Melnyk et al. (2012) note that barriers to change do prevail as a result of resistance from managers, nurse leaders, and colleagues among other stakeholders within the healthcare environment. The following are detailed barriers to change as applied to the LOS or excess days. Firstly, nursing managers may feel threatened by the idea of change within the organization. Their sense of leadership implies that they could be satisfied with the status quo. Given the LOS project, the management may be unable to see how the process would benefit the current hospital environment.
Secondly, there may exist a lack of clear understanding concerning the reasons for a change. Both the management and staff operate on the premise that there are not enough resources to incorporate the change and its associated outcomes. That is, such moves could be a sign that management does not consider the importance of reduced LOS/excess days (Scott et al., 2003).
Thirdly, there are mostly limited communication and trust in working environments. In the hospital setting, a culture that favors criticism as opposed to solutions would not be favorable to the LOS project. Given such situations, they would find it easier blaming the process as opposed to finding solutions to change-associated issues. Finally, both the management and staff could possess a fear of the unknown. From an LOS perspective, this fear comes from a worry of venturing into unfamiliar clinical practices. A huge percentage of this fear follows the lack of skills and clear communication (Bowers, 2011).
Overcoming such barriers will be all about bringing the entire facility on board with the change initiative. The change managers should, therefore, focus on creating a team and goals that align with the organizational culture. Theirs should be some form of planned change that involves a gradual transformation. As opposed to focusing on eliminating barriers, the change ambassadors should engage in an ambassadorial role that converts barriers into opportunities. The baseline should be that reduced LOS is increasingly critical as a contemporary concern in healthcare delivery (Al-Abri, 2007).

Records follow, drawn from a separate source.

//! Fixed component set of a trace stack
//!
//! Component health is reported per component as buckets of pod names.
//! The component list is closed: the controller only ever creates and
//! inspects workloads for these six components.

use std::collections::BTreeMap;

use schemars::JsonSchema;
use serde::{Deserialize, Serialize};

/// Workload shape backing a component.
#[derive(Debug, Clone, Copy, PartialEq, Eq)]
pub enum WorkloadKind {
    /// Stateless workload (Deployment)
    Stateless,

    /// Replicated, ordered workload (StatefulSet)
    Stateful,
}

/// One of the fixed sub-services of a trace stack.
#[derive(Debug, Clone, Copy, PartialEq, Eq, Hash, Serialize, Deserialize, JsonSchema)]
#[serde(rename_all = "kebab-case")]
pub enum Component {
    /// Ingestion tier, fans writes out to ingesters
    Distributor,

    /// Span storage tier, the only stateful component
    Ingester,

    /// Background block compaction
    Compactor,

    /// Query execution tier
    Querier,

    /// Query scheduling and result merging
    QueryFrontend,

    /// Network edge for external traffic
    Gateway,
}

impl Component {
    /// All components, in render order.
    pub const ALL: [Component; 6] = [
        Component::Distributor,
        Component::Ingester,
        Component::Compactor,
        Component::Querier,
        Component::QueryFrontend,
        Component::Gateway,
    ];

    /// Component name as used in labels, service names, and secret names.
    pub fn as_str(&self) -> &'static str {
        match self {
            Component::Distributor => "distributor",
            Component::Ingester => "ingester",
            Component::Compactor => "compactor",
            Component::Querier => "querier",
            Component::QueryFrontend => "query-frontend",
            Component::Gateway => "gateway",
        }
    }

    /// Workload shape backing this component.
    pub fn workload(&self) -> WorkloadKind {
        match self {
            Component::Ingester => WorkloadKind::Stateful,
            _ => WorkloadKind::Stateless,
        }
    }
}

impl std::fmt::Display for Component {
    fn fmt(&self, f: &mut std::fmt::Formatter<'_>) -> std::fmt::Result {
        f.write_str(self.as_str())
    }
}

/// Health bucket a pod is classified into.
///
/// `Running` means running with every container ready; a running pod with a
/// non-ready container is reported as `Pending`.
#[derive(
    Debug, Clone, Copy, PartialEq, Eq, PartialOrd, Ord, Hash, Serialize, Deserialize, JsonSchema,
)]
#[serde(rename_all = "PascalCase")]
pub enum PodBucket {
    /// Running and ready
    Running,

    /// Scheduled or starting, or running but not ready
    Pending,

    /// Failed
    Failed,

    /// Phase could not be determined
    Unknown,
}

/// Pod names per health bucket.
pub type PodStatusMap = BTreeMap<PodBucket, Vec<String>>;

/// Per-component pod health, one entry per fixed component.
#[derive(Debug, Clone, Default, PartialEq, Eq, Serialize, Deserialize, JsonSchema)]
#[serde(rename_all = "camelCase")]
pub struct ComponentsStatus {
    /// Distributor pod buckets
    #[serde(default)]
    pub distributor: PodStatusMap,

    /// Ingester pod buckets
    #[serde(default)]
    pub ingester: PodStatusMap,

    /// Compactor pod buckets
    #[serde(default)]
    pub compactor: PodStatusMap,

    /// Querier pod buckets
    #[serde(default)]
    pub querier: PodStatusMap,

    /// Query-frontend pod buckets
    #[serde(default)]
    pub query_frontend: PodStatusMap,

    /// Gateway pod buckets
    #[serde(default)]
    pub gateway: PodStatusMap,
}

impl ComponentsStatus {
    /// Pod buckets for a component.
    pub fn get(&self, component: Component) -> &PodStatusMap {
        match component {
            Component::Distributor => &self.distributor,
            Component::Ingester => &self.ingester,
            Component::Compactor => &self.compactor,
            Component::Querier => &self.querier,
            Component::QueryFrontend => &self.query_frontend,
            Component::Gateway => &self.gateway,
        }
    }

    /// Mutable pod buckets for a component.
    pub fn get_mut(&mut self, component: Component) -> &mut PodStatusMap {
        match component {
            Component::Distributor => &mut self.distributor,
            Component::Ingester => &mut self.ingester,
            Component::Compactor => &mut self.compactor,
            Component::Querier => &mut self.querier,
            Component::QueryFrontend => &mut self.query_frontend,
            Component::Gateway => &mut self.gateway,
        }
    }

    /// Total number of pods in `bucket` across all components.
    pub fn count(&self, bucket: PodBucket) -> usize {
        Component::ALL
            .iter()
            .map(|c| self.get(*c).get(&bucket).map_or(0, Vec::len))
            .sum()
    }
}

#[cfg(test)]
mod tests {
    use super::*;

    #[test]
    fn count_sums_across_components() {
        let mut status = ComponentsStatus::default();
        status
            .get_mut(Component::Distributor)
            .insert(PodBucket::Pending, vec!["d-0".into()]);
        status
            .get_mut(Component::Ingester)
            .insert(PodBucket::Pending, vec!["i-0".into(), "i-1".into()]);
        status
            .get_mut(Component::Querier)
            .insert(PodBucket::Running, vec!["q-0".into()]);

        assert_eq!(status.count(PodBucket::Pending), 3);
        assert_eq!(status.count(PodBucket::Running), 1);
        assert_eq!(status.count(PodBucket::Failed), 0);
    }

    #[test]
    fn component_names_are_stable() {
        assert_eq!(Component::QueryFrontend.as_str(), "query-frontend");
        assert_eq!(Component::Ingester.workload(), WorkloadKind::Stateful);
        assert_eq!(Component::Gateway.workload(), WorkloadKind::Stateless);
    }
}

Al-Abri, R. (2007). Managing Change in Healthcare. Oman Medical Journal, 22 (3), 9–10.
Bowers, B. (2011, August 14). Managing change by empowering staff. Retrieved from Nursing Times Web site: http://www.nursingtimes.net/roles/nurse-managers/managing-change-by-empowering-staff/5033731.fullarticle
Melnyk, B., Fineout-Overholt, E., Gallagher-Ford, L., & Kaplan, L. (2012). The state of evidence-based practice in US nurses: critical implications for nurse leaders and educators. The Journal of Nursing Administration, 42 (9), 410-417.
Scott, T., Mannion, R., Davies, H., & Marshall, M. (2003). Implementing culture change in health care: theory and practice. International Journal for Quality in Health Care, 15, (2), 111-118.